“Because you could lose control?”
He nodded. “It’s so intoxicating, you want more and more. If you are not careful you take too much.”
I shivered. “Has that ever happened to you?”
He shook his head.
“We need humans to trust us, to work with us. That can never happen if they fear us. This is why FOH is forbidden.”
“Feeding on Humans,” I say.
Again, he nods.
“I wouldn’t mind you feeding on me, I think. As long as you didn’t take too much,” I say.
“And how much is too much?” he asks lightly and I shrug playfully.
“You should be scared of me,” he says, darkly. “I am a monster after all.”
“Not to me,” I say quickly. Thanks to him, I had been able to get out of Buzzard Creek. He had been good to me, kind to me, but I could see he was in a dark mood.
I got up, put my robe on and turned to walk away.
“Don’t go,” he said in a tired voice. “I don’t know what’s wrong with me.”
He sounded so agonized that I went back to him.
“I wish we could just hang out here for a few days,” I said. “Get better and rest before deciding what to do next.
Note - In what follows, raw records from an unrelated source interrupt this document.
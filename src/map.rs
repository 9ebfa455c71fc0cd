//! The ELF image mapper.
//!
//! Maps one file into the address space: one read-only and one read-write
//! PT_LOAD, a PT_DYNAMIC inside the latter, zero-fill of the bss tail and
//! anonymous pages beyond it. The address span is reserved in a single
//! PROT_NONE mapping first so the two segments land contiguously, then the
//! pieces are remapped over it with MAP_FIXED.

use crate::arch::{self, ElfDyn, ElfEhdr, ElfPhdr, EHDR_SIZE, PHDR_SIZE};
use crate::dynamic::ElfDynamic;
use crate::engine::Rtld;
use crate::error::{malformed_error, map_error, unsupported_error};
use crate::file::{ContextId, ElfImage, Event, GcColor, ImageId, LookupPolicy};
use crate::mmap::{MapFlags, Mmap, ProtFlags};
use crate::os::RawFile;
use crate::segment::FileMap;
use crate::symbol::SymbolTable;
use crate::Result;
use alloc::borrow::ToOwned;
use alloc::vec;
use alloc::vec::Vec;
use core::ffi::{c_void, CStr};
use core::ptr::NonNull;
use elf::abi::{ET_DYN, ET_EXEC, PF_W, PT_DYNAMIC, PT_LOAD};

/// Unmaps the reserved span unless the mapping completed.
struct Reservation<M: Mmap> {
    addr: NonNull<c_void>,
    len: usize,
    armed: bool,
    _marker: core::marker::PhantomData<M>,
}

impl<M: Mmap> Drop for Reservation<M> {
    fn drop(&mut self) {
        if self.armed {
            unsafe {
                let _ = M::munmap(self.addr, self.len);
            }
        }
    }
}

fn validate_ehdr(buf: &[u8]) -> Result<ElfEhdr> {
    let ehdr = unsafe { (buf.as_ptr() as *const ElfEhdr).read_unaligned() };
    if ehdr.e_ident[..4] != [0x7f, b'E', b'L', b'F'] {
        return Err(malformed_error("bad elf magic"));
    }
    if ehdr.e_ident[arch::EI_CLASS_IDX] != arch::E_CLASS {
        return Err(unsupported_error("elf class mismatch"));
    }
    if ehdr.e_machine != arch::EM_ARCH {
        return Err(unsupported_error("elf machine mismatch"));
    }
    if ehdr.e_ehsize as usize != EHDR_SIZE {
        return Err(malformed_error("unexpected elf header size"));
    }
    if ehdr.e_type != ET_EXEC && ehdr.e_type != ET_DYN {
        return Err(unsupported_error("not an executable or shared object"));
    }
    if ehdr.e_phentsize as usize != PHDR_SIZE {
        return Err(malformed_error("unexpected program header size"));
    }
    Ok(ehdr)
}

/// The two loadable segments plus the dynamic header of a conforming
/// image.
struct LoadLayout<'p> {
    ro: &'p ElfPhdr,
    rw: &'p ElfPhdr,
    dynamic: &'p ElfPhdr,
}

/// Enforce the segment shape the engine relies on: exactly one read-only
/// and one writable PT_LOAD, program headers inside the former, PT_DYNAMIC
/// inside the latter.
fn classify_phdrs(phdrs: &[ElfPhdr]) -> Result<LoadLayout<'_>> {
    let mut ro = None;
    let mut rw = None;
    let mut dynamic = None;
    for phdr in phdrs {
        match phdr.p_type {
            PT_LOAD => {
                let slot = if phdr.p_flags & PF_W != 0 { &mut rw } else { &mut ro };
                if slot.is_some() {
                    return Err(unsupported_error("more than two PT_LOAD segments"));
                }
                *slot = Some(phdr);
            }
            PT_DYNAMIC => dynamic = Some(phdr),
            _ => {}
        }
    }
    let ro = ro.ok_or(malformed_error("no read-only PT_LOAD"))?;
    let rw = rw.ok_or(malformed_error("no read-write PT_LOAD"))?;
    let dynamic = dynamic.ok_or(malformed_error("no PT_DYNAMIC"))?;

    if ro.p_offset != 0 {
        return Err(malformed_error("read-only load does not start at offset zero"));
    }
    if (ro.p_filesz as usize) < EHDR_SIZE {
        return Err(malformed_error("read-only load too small for the elf header"));
    }
    if ro.p_align != rw.p_align {
        return Err(malformed_error("load segments disagree on alignment"));
    }
    if dynamic.p_offset < rw.p_offset
        || dynamic.p_offset + dynamic.p_filesz > rw.p_offset + rw.p_filesz
    {
        return Err(malformed_error("PT_DYNAMIC not inside the read-write load"));
    }
    Ok(LoadLayout { ro, rw, dynamic })
}

/// Map `path` into memory and register it on the link map of `context`.
///
/// The new file starts with a zero reference count; whatever caused the
/// load pins it afterwards.
pub(crate) fn map_single<M: Mmap>(
    rtld: &mut Rtld,
    context: ContextId,
    path: &CStr,
    name: &CStr,
) -> Result<ImageId> {
    log::debug!("mapping {:?} as {:?}", path, name);
    let file = RawFile::open(path)?;

    let mut ehdr_buf = [0u8; EHDR_SIZE];
    file.read_at(&mut ehdr_buf, 0)?;
    let ehdr = validate_ehdr(&ehdr_buf)?;

    let mut phdr_buf: Vec<u8> = vec![0; ehdr.e_phnum as usize * PHDR_SIZE];
    file.read_at(&mut phdr_buf, ehdr.e_phoff as usize)?;
    let phdrs: &[ElfPhdr] = unsafe {
        core::slice::from_raw_parts(phdr_buf.as_ptr().cast(), ehdr.e_phnum as usize)
    };

    let layout = classify_phdrs(phdrs)?;
    let ro = FileMap::from_phdr(layout.ro);
    let rw = FileMap::from_phdr(layout.rw);
    if ro.mem_end() != rw.mem_start {
        return Err(malformed_error("load segments are not contiguous"));
    }

    // Reserve the whole span in one go; everything below lands inside it
    // with MAP_FIXED. ET_EXEC images must get their linked address.
    let span = rw.mem_end() - ro.mem_start;
    let fixed = ehdr.e_type == ET_EXEC;
    let want = fixed.then_some(ro.mem_start);
    let reserved = unsafe { M::reserve(want, span) }?;
    let mut reservation = Reservation::<M> {
        addr: reserved,
        len: span,
        armed: true,
        _marker: core::marker::PhantomData,
    };
    if fixed && reserved.as_ptr() as usize != ro.mem_start {
        return Err(map_error("cannot map executable at its linked address"));
    }
    let load_base = reserved.as_ptr() as usize - ro.mem_start;

    let fixed_flags = MapFlags::MAP_PRIVATE | MapFlags::MAP_FIXED;
    let ro_prot = ProtFlags::PROT_READ | ProtFlags::PROT_EXEC;
    let rw_prot = ProtFlags::PROT_READ | ProtFlags::PROT_WRITE;
    unsafe {
        M::mmap_file(
            Some(load_base + ro.mem_start),
            ro.file_size,
            ro_prot,
            fixed_flags,
            file.fd(),
            ro.file_start,
        )?;
        if ro.mem_zero_size > 0 {
            // zero-fill inside a read-only page: open it up briefly
            let page = NonNull::new_unchecked((load_base + ro.mem_start) as *mut c_void);
            M::mprotect(page, ro.file_size, rw_prot)?;
            core::ptr::write_bytes(
                (load_base + ro.mem_zero_start) as *mut u8,
                0,
                ro.mem_zero_size,
            );
            M::mprotect(page, ro.file_size, ro_prot)?;
        }
        if rw.file_size > 0 {
            M::mmap_file(
                Some(load_base + rw.mem_start),
                rw.file_size,
                rw_prot,
                fixed_flags,
                file.fd(),
                rw.file_start,
            )?;
        }
        if rw.mem_zero_size > 0 {
            core::ptr::write_bytes(
                (load_base + rw.mem_zero_start) as *mut u8,
                0,
                rw.mem_zero_size,
            );
        }
        if rw.mem_anon_size > 0 {
            M::mmap_anonymous(
                Some(load_base + rw.mem_anon_start),
                rw.mem_anon_size,
                rw_prot,
                fixed_flags,
            )?;
        }
    }

    let (dev, ino) = file.dev_ino()?;

    let dyn_ptr = (load_base + layout.dynamic.p_vaddr as usize) as *const ElfDyn;
    let dynamic = ElfDynamic::parse(dyn_ptr, load_base)?;
    let symbols = SymbolTable::from_dynamic(&dynamic);

    // The program headers are in the read-only load because its file range
    // starts at offset zero.
    let phdrs_mapped: &'static [ElfPhdr] = unsafe {
        core::slice::from_raw_parts(
            (load_base + layout.ro.p_vaddr as usize + ehdr.e_phoff as usize) as *const ElfPhdr,
            ehdr.e_phnum as usize,
        )
    };

    let image = ElfImage {
        load_base,
        path: path.to_owned(),
        name: name.to_owned(),
        dev,
        ino,
        dyn_ptr,
        dynamic,
        symbols,
        phdrs: phdrs_mapped,
        entry: ehdr.e_entry as usize,
        ro,
        rw,
        refcount: 0,
        deps_resolved: false,
        tls_initialized: false,
        init_called: false,
        fini_called: false,
        relocated: false,
        patched: false,
        is_executable: false,
        lookup_policy: LookupPolicy::GlobalThenLocal,
        gc_color: GcColor::White,
        deps: Vec::new(),
        local_scope: Vec::new(),
        symbols_resolved_in: Vec::new(),
        depth: 0,
        tls: None,
        context,
        debug_node: core::ptr::null_mut(),
    };

    // past this point the image owns its mapping
    reservation.armed = false;
    let id = rtld.insert_file(image);
    rtld.notify(id, Event::Mapped);
    log::debug!(
        "mapped {:?} at base 0x{:x}",
        name,
        rtld.file(id).load_base
    );
    Ok(id)
}

/// Tear one file's mapping down. Called by the collector after destructors
/// have run and the file has left every scope.
pub(crate) fn unmap_single<M: Mmap>(file: &ElfImage) {
    let start = file.load_base + file.ro.mem_start;
    let len = file.rw.mem_end() - file.ro.mem_start;
    unsafe {
        if let Some(ptr) = NonNull::new(start as *mut c_void) {
            let _ = M::munmap(ptr, len);
        }
    }
}
//! Memory mapping abstraction used by the image mapper.
//!
//! All address-space manipulation goes through the [`Mmap`] trait so the
//! engine itself stays independent of the syscall backend. The default
//! implementation, [`MmapImpl`], is libc-backed.

mod unix;

pub use unix::MmapImpl;

use crate::Result;
use core::ffi::c_void;
use core::ptr::NonNull;

bitflags::bitflags! {
    /// Memory protection of a mapping.
    #[derive(Clone, Copy, PartialEq, Eq, Debug)]
    pub struct ProtFlags: i32 {
        /// Pages may not be accessed.
        const PROT_NONE = 0;
        /// Pages may be read.
        const PROT_READ = 1;
        /// Pages may be written.
        const PROT_WRITE = 2;
        /// Pages may be executed.
        const PROT_EXEC = 4;
    }
}

bitflags::bitflags! {
    /// Mapping configuration flags.
    #[derive(Clone, Copy, PartialEq, Eq, Debug)]
    pub struct MapFlags: i32 {
        /// Share changes.
        const MAP_SHARED = 0x01;
        /// Changes are private to this process.
        const MAP_PRIVATE = 0x02;
        /// Interpret the address argument exactly.
        const MAP_FIXED = 0x10;
        /// The mapping is not backed by any file.
        const MAP_ANONYMOUS = 0x20;
    }
}

/// A trait for the low-level address-space operations the mapper needs.
///
/// # Safety
/// All methods manipulate the process's virtual address space. Improper use
/// can corrupt memory that other code is already using.
pub trait Mmap {
    /// Map `len` bytes of the file referenced by `fd` at page-aligned file
    /// `offset`, optionally at a fixed address.
    unsafe fn mmap_file(
        addr: Option<usize>,
        len: usize,
        prot: ProtFlags,
        flags: MapFlags,
        fd: i32,
        offset: usize,
    ) -> Result<NonNull<c_void>>;

    /// Create an anonymous mapping.
    unsafe fn mmap_anonymous(
        addr: Option<usize>,
        len: usize,
        prot: ProtFlags,
        flags: MapFlags,
    ) -> Result<NonNull<c_void>>;

    /// Remove a mapping created by either of the mapping methods.
    unsafe fn munmap(addr: NonNull<c_void>, len: usize) -> Result<()>;

    /// Change the protection of an existing mapping.
    unsafe fn mprotect(addr: NonNull<c_void>, len: usize, prot: ProtFlags) -> Result<()>;

    /// Reserve an address span without making it accessible. The reservation
    /// is later carved up with `MAP_FIXED` mappings.
    unsafe fn reserve(addr: Option<usize>, len: usize) -> Result<NonNull<c_void>> {
        unsafe {
            Self::mmap_anonymous(
                addr,
                len,
                ProtFlags::PROT_NONE,
                MapFlags::MAP_PRIVATE
                    | if addr.is_some() {
                        MapFlags::MAP_FIXED
                    } else {
                        MapFlags::empty()
                    },
            )
        }
    }
}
Where to go next.”
He looked at me with those intense blue eyes but I didn’t look away, holding his gaze.
“We could pretend there is no war, no outside world. Just sleep and make love and maybe sometimes, shower.”
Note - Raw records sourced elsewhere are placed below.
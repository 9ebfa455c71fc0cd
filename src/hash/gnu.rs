//! GNU hash table: bloom filter, buckets, and hash-terminated chains.

/// Header structure for GNU ELF hash tables
///
/// This structure represents the header of a GNU hash table, which
/// contains metadata about the table structure and layout.
#[repr(C)]
struct ElfGnuHeader {
    /// Number of bucket entries.
    nbucket: u32,
    /// Index of the first symbol covered by the table.
    symbias: u32,
    /// Number of bloom filter words.
    nbloom: u32,
    /// Shift count for the second bloom bit.
    nshift: u32,
}

/// A parsed GNU hash table
///
/// The table uses a bloom filter for fast negative lookups, buckets to
/// start a chain walk, and per-symbol hash chains terminated by a low
/// stop bit.
pub(crate) struct ElfGnuHash {
    /// Hash table header containing metadata.
    header: ElfGnuHeader,
    /// Pointer to the bloom filter array.
    blooms: *const usize,
    /// Pointer to the bucket array.
    buckets: *const u32,
    /// Pointer to the chain array.
    chains: *const u32,
}

impl ElfGnuHash {
    /// Parse a GNU hash table from raw memory
    ///
    /// # Arguments
    /// * `ptr` - Pointer to the mapped hash table data
    ///
    /// # Returns
    /// An ElfGnuHash instance representing the parsed table
    pub(crate) fn parse(ptr: *const u8) -> ElfGnuHash {
        const HEADER_SIZE: usize = core::mem::size_of::<ElfGnuHeader>();
        let mut bytes = [0u8; HEADER_SIZE];
        bytes.copy_from_slice(unsafe { core::slice::from_raw_parts(ptr, HEADER_SIZE) });
        let header: ElfGnuHeader = unsafe { core::mem::transmute(bytes) };

        let bloom_size = header.nbloom as usize * core::mem::size_of::<usize>();
        let bucket_size = header.nbucket as usize * core::mem::size_of::<u32>();

        let blooms = unsafe { ptr.add(HEADER_SIZE) };
        let buckets = unsafe { blooms.add(bloom_size) };
        let chains = unsafe { buckets.add(bucket_size) };

        ElfGnuHash {
            header,
            blooms: blooms.cast(),
            buckets: buckets.cast(),
            chains: chains.cast(),
        }
    }

    /// Get the number of dynamic symbols covered by the table
    ///
    /// The GNU table stores no symbol count; it is recovered by finding
    /// the highest bucket entry and walking its chain to the stop bit.
    ///
    /// # Returns
    /// The number of symbols in the symbol table
    pub(crate) fn count_syms(&self) -> usize {
        let mut nsym = 0;
        for i in 0..self.header.nbucket as usize {
            nsym = nsym.max(unsafe { self.buckets.add(i).read() as usize });
        }
        if nsym > 0 {
            unsafe {
                let mut val = self.chains.add(nsym - self.header.symbias as usize);
                while val.read() & 1 == 0 {
                    nsym += 1;
                    val = val.add(1);
                }
            }
        }
        nsym + 1
    }

    /// Start a chain walk for a hash value
    ///
    /// Tests the bloom filter first, then reads the bucket.
    ///
    /// # Arguments
    /// * `hash` - The GNU hash of the queried name
    ///
    /// # Returns
    /// * `Some((index, cursor))` - The first symbol index on the chain and
    ///   the chain cursor to continue from
    /// * `None` - If the bloom filter or the bucket rules the name out
    pub(crate) fn chain_start(&self, hash: u32) -> Option<(usize, *const u32)> {
        const NATIVE_BITS: u32 = usize::BITS;
        let bloom_idx = (hash / NATIVE_BITS) as usize % self.header.nbloom as usize;
        let word = unsafe { self.blooms.add(bloom_idx).read() };
        let bit1 = 1usize << (hash % NATIVE_BITS);
        let bit2 = 1usize << ((hash >> self.header.nshift) % NATIVE_BITS);
        if word & bit1 == 0 || word & bit2 == 0 {
            return None;
        }
        let chain = unsafe {
            self.buckets
                .add(hash as usize % self.header.nbucket as usize)
                .read()
        } as usize;
        if chain == 0 {
            return None;
        }
        let cur_hash = unsafe { self.chains.add(chain - self.header.symbias as usize) };
        Some((chain, cur_hash))
    }
}

/// Walks one GNU hash chain, yielding every symbol index whose stored hash
/// matches the query (the low bit is the end-of-chain marker and is
/// ignored for comparison).
pub(crate) struct GnuChainIter {
    hash: u32,
    current: usize,
    cur_hash: Option<*const u32>,
}

impl GnuChainIter {
    /// Create a chain iterator for one query
    ///
    /// # Arguments
    /// * `table` - The GNU hash table to walk
    /// * `hash` - The GNU hash of the queried name
    ///
    /// # Returns
    /// A new GnuChainIter instance; it yields nothing when the bloom
    /// filter already rejected the name
    pub(crate) fn new(table: &ElfGnuHash, hash: u32) -> GnuChainIter {
        match table.chain_start(hash) {
            Some((current, cur_hash)) => GnuChainIter {
                hash,
                current,
                cur_hash: Some(cur_hash),
            },
            None => GnuChainIter {
                hash,
                current: 0,
                cur_hash: None,
            },
        }
    }
}

impl Iterator for GnuChainIter {
    type Item = usize;

    fn next(&mut self) -> Option<usize> {
        loop {
            let cur_hash = self.cur_hash?;
            let chain_hash = unsafe { cur_hash.read() };
            let index = self.current;

            // advance, remembering whether this was the last entry
            if chain_hash & 1 == 1 {
                self.cur_hash = None;
            } else {
                self.cur_hash = Some(unsafe { cur_hash.add(1) });
                self.current += 1;
            }

            if chain_hash | 1 == self.hash | 1 {
                return Some(index);
            }
        }
    }
}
He smiled. “It does sound lovely,” he said.
“I think you need to recover too,” I said.
I held out a hand to him. “Let’s recover together.” He took my hand and smiled, the smile I had come to love, but I would never admit that to anyone. I led him to the bed and we got under the covers, pulling the sheets over our heads so that we seemed to be in our own little world.
Chapter 22
Luc
We spent another two days hiding away at Louis’s hotel. It was wonderful, just the two of us, lying in bed, making love and getting better. When she slept, I rested, staying away from my phone, purposefully.
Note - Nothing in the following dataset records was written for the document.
//! The engine mutex: a three-state futex lock.
//!
//! State 0 is unlocked, 1 locked with no waiters, 2 locked with waiters.
//! The uncontended paths are a single compare-and-swap / decrement; the
//! kernel is only entered when a waiter actually has to sleep.

use crate::os;
use core::sync::atomic::{AtomicU32, Ordering};

const UNLOCKED: u32 = 0;
const LOCKED: u32 = 1;
const CONTENDED: u32 = 2;

pub struct Futex {
    state: AtomicU32,
}

impl Futex {
    pub const fn new() -> Futex {
        Futex {
            state: AtomicU32::new(UNLOCKED),
        }
    }

    pub fn lock(&self) {
        if let Err(mut c) =
            self.state
                .compare_exchange(UNLOCKED, LOCKED, Ordering::Acquire, Ordering::Relaxed)
        {
            loop {
                // Mark the lock contended before sleeping; skip the wait if
                // it was released in the meantime.
                let held = c == CONTENDED
                    || self
                        .state
                        .compare_exchange(LOCKED, CONTENDED, Ordering::Acquire, Ordering::Relaxed)
                        .map_or_else(|old| old != UNLOCKED, |_| true);
                if held {
                    os::futex_wait(&self.state, CONTENDED);
                }
                match self.state.compare_exchange(
                    UNLOCKED,
                    CONTENDED,
                    Ordering::Acquire,
                    Ordering::Relaxed,
                ) {
                    Ok(_) => return,
                    Err(cur) => c = cur,
                }
            }
        }
    }

    pub fn unlock(&self) {
        if self.state.fetch_sub(1, Ordering::Release) != LOCKED {
            self.state.store(UNLOCKED, Ordering::Release);
            os::futex_wake(&self.state, 1);
        }
    }
}

#[cfg(test)]
mod tests {
    use super::*;

    #[test]
    fn uncontended_lock_unlock() {
        let futex = Futex::new();
        futex.lock();
        assert_eq!(futex.state.load(Ordering::Relaxed), LOCKED);
        futex.unlock();
        assert_eq!(futex.state.load(Ordering::Relaxed), UNLOCKED);
    }

    #[test]
    fn serializes_across_threads() {
        use std::sync::Arc;

        struct Shared {
            futex: Futex,
            counter: core::cell::UnsafeCell<usize>,
        }
        unsafe impl Sync for Shared {}

        let shared = Arc::new(Shared {
            futex: Futex::new(),
            counter: core::cell::UnsafeCell::new(0),
        });
        let mut handles = Vec::new();
        for _ in 0..4 {
            let shared = Arc::clone(&shared);
            handles.push(std::thread::spawn(move || {
                for _ in 0..1000 {
                    shared.futex.lock();
                    unsafe {
                        let counter = shared.counter.get();
                        counter.write(counter.read() + 1);
                    }
                    shared.futex.unlock();
                }
            }));
        }
        for handle in handles {
            handle.join().unwrap();
        }
        assert_eq!(unsafe { shared.counter.get().read() }, 4000);
        assert_eq!(shared.futex.state.load(Ordering::Relaxed), UNLOCKED);
    }
}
I couldn’t save all of the vampires or win the war on my own. There were so many different players, each with their own agenda. My mission was to find out who had killed Matteo and I was at my wits end trying to solve this.
I was beginning to accept the possibility that we may not win the war with the shifters. If that was the case, I would go back to my land in the North. I’d been thinking of taking Ruby there, to show her the fields and the horses. When I’d told her about the bees and the honey produced on the farm, her eyes had lit up with excitement. The starbursts and wild lilies were flowering now and the caretaker had sent me pictures of them. I’d showed them to her.
“It’s a different kind of life there. Slow,” I said.
“No dancing on tables or strippers with poles?” Ruby teasingly asked me.
“Do you think you could cope with that?” I asked her, pulling her close to me. We were lying in bed, with the shutters drawn. Our fifth day of being together. I’d never been this happy.
“Oh, I might struggle initially,” she grinned, “but in time, I might. With practice.”
She lay quietly in my arms for a while, then she said. “I think I want to go see my mother.”